Dogaru, CB, Capusa, C, Gaman, L, Torac, E, Lixandru, D, Gilca, M, Iosif, L, Muscurel, C, Stoian, I, Mircescu, G, et al
Journal of medicine and life. 2015;(Spec Issue):69-73
Abstract
Introduction Intravenous iron administration in patients treated by haemodialysis for end stage renal disease can exacerbate oxidative stress by increasing the level of free redox active iron. A way to reduce the impact of iron on oxidative stress in haemodialysis patients may be the administration of iron through arterial extracorporeal circuit. Objective The aim of our study was to compare the influence of iron route of administration (venous versus arterial extracorporeal circuit infusion) on antioxidant parameters in red blood cells of haemodialysis patients in order to clarify if arterial iron administration can have positive impacts related to iron induced oxidative stress. Method Twenty stable patients on regular haemodialysis treatment were selected for the study. They were investigated in a cross-over design at 3 mid-week HD sessions, one week apart, without iron [HD basal] and with either IV infusion of 100mg iron sucrose over the first 20 minutes of HD session, via venous line [HDvenous], or the same solution infused on the arterial extracorporeal circulation [HDarterial]. Blood samples were drawn at 0 min, 40 min and 270 min.

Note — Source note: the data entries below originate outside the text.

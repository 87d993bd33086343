//! Civic Control - CLI client for the CivicConnect daemon
//!
//! Lets citizens, admins, officers, and vendors drive the complaint
//! lifecycle from a terminal.

mod cli;
mod client;
mod commands;

use anyhow::Result;
use clap::Parser;

use crate::cli::{Cli, Commands};
use crate::client::ApiClient;

#[tokio::main]
async fn main() -> Result<()> {
    let cli = Cli::parse();
    let client = ApiClient::new(cli.api_url.as_deref(), cli.token.as_deref());

    match cli.command {
        Commands::Status => commands::status(&client).await,
        Commands::Complaints => commands::complaints(&client).await,
        Commands::Create {
            category,
            description,
            location,
        } => commands::create(&client, category, description, location).await,
        Commands::Assign {
            complaint_id,
            officer_id,
        } => commands::assign(&client, complaint_id, officer_id).await,
        Commands::RoutePrivate { complaint_id } => {
            commands::route_private(&client, complaint_id).await
        }
        Commands::Quote {
            complaint_id,
            price,
            eta,
        } => commands::quote(&client, complaint_id, price, eta).await,
        Commands::Quotes { complaint_id } => commands::quotes(&client, complaint_id).await,
        Commands::Approve {
            complaint_id,
            vendor_id,
        } => commands::approve(&client, complaint_id, vendor_id).await,
        Commands::Resolve {
            complaint_id,
            notes,
            proof,
        } => commands::resolve(&client, complaint_id, notes, proof).await,
        Commands::VerifyVendor { vendor_id } => commands::verify_vendor(&client, vendor_id).await,
        Commands::Profile { name, phone } => commands::profile(&client, name, phone).await,
    }
}
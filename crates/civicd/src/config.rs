//! Daemon configuration.
//!
//! Configuration lives in /etc/civicconnect/config.toml (overridable with
//! $CIVICD_CONFIG). The account roster and each account's bearer token are
//! provisioned here; credential issuance itself (login, passwords,
//! registration) belongs to the identity service in front of the daemon.

use std::fs;
use std::path::{Path, PathBuf};

use anyhow::{Context, Result};
use serde::{Deserialize, Serialize};
use tracing::warn;

use civic_common::{CivicResult, Role, User, UserDirectory, VendorProfile, DEFAULT_API_ADDR};

/// System configuration directory
pub const SYSTEM_CONFIG_DIR: &str = "/etc/civicconnect";
const CONFIG_FILE: &str = "config.toml";

#[derive(Debug, Clone, Serialize, Deserialize)]
pub struct DaemonConfig {
    /// Address the HTTP API binds to.
    #[serde(default = "default_bind_addr")]
    pub bind_addr: String,

    /// Provisioned accounts with their session tokens.
    #[serde(default)]
    pub users: Vec<SeedUser>,
}

impl Default for DaemonConfig {
    fn default() -> Self {
        Self {
            bind_addr: default_bind_addr(),
            users: Vec::new(),
        }
    }
}

/// One `[[users]]` entry from the config file.
#[derive(Debug, Clone, Serialize, Deserialize)]
pub struct SeedUser {
    pub id: String,
    pub name: String,
    pub email: String,
    #[serde(default)]
    pub phone: String,
    pub role: Role,
    /// Opaque bearer token this account authenticates with.
    pub token: String,

    // Vendor-only fields.
    #[serde(default)]
    pub business_name: Option<String>,
    #[serde(default)]
    pub service_type: Option<String>,
    #[serde(default)]
    pub verified: bool,
}

impl DaemonConfig {
    pub fn default_path() -> PathBuf {
        if let Ok(path) = std::env::var("CIVICD_CONFIG") {
            return PathBuf::from(path);
        }
        Path::new(SYSTEM_CONFIG_DIR).join(CONFIG_FILE)
    }

    /// Load from the default path; a missing or unreadable file falls back
    /// to defaults so the daemon still comes up for inspection.
    pub fn load() -> Self {
        let path = Self::default_path();
        match Self::load_from(&path) {
            Ok(config) => config,
            Err(e) => {
                warn!("Could not load {} ({e:#}), using defaults", path.display());
                Self::default()
            }
        }
    }

    pub fn load_from(path: &Path) -> Result<Self> {
        let raw =
            fs::read_to_string(path).with_context(|| format!("reading {}", path.display()))?;
        let config = toml::from_str(&raw).with_context(|| format!("parsing {}", path.display()))?;
        Ok(config)
    }

    /// Build the user directory and session table from the roster.
    pub fn build_directory(&self) -> CivicResult<UserDirectory> {
        let mut directory = UserDirectory::new();
        for seed in &self.users {
            let vendor = if seed.role == Role::Vendor {
                Some(VendorProfile {
                    business_name: seed.business_name.clone().unwrap_or_default(),
                    service_type: seed.service_type.clone().unwrap_or_default(),
                    verified: seed.verified,
                })
            } else {
                None
            };
            directory.insert_user(User {
                id: seed.id.clone(),
                role: seed.role,
                name: seed.name.clone(),
                email: seed.email.clone(),
                phone: seed.phone.clone(),
                vendor,
            })?;
            directory.register_session(seed.token.clone(), &seed.id)?;
        }
        Ok(directory)
    }
}

fn default_bind_addr() -> String {
    DEFAULT_API_ADDR.to_string()
}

Erythrocytes superoxide dismutase (SOD), catalase (CAT), glutathione peroxidase (GSH-Px) activity, non-protein thiol levels and total antioxidant capacity (TEAC) were analysed. Conclusion Haemodialysis significantly decreases the total antioxidant activity in erythrocytes. Iron supplementation, through venous or arterial extracorporeal route has no impact on the total antioxidant activity in red blood cells. Venous iron administration increases GPx activity in erythrocytes suggesting increased lipid peroxidation compared with arterial extracorporeal administration.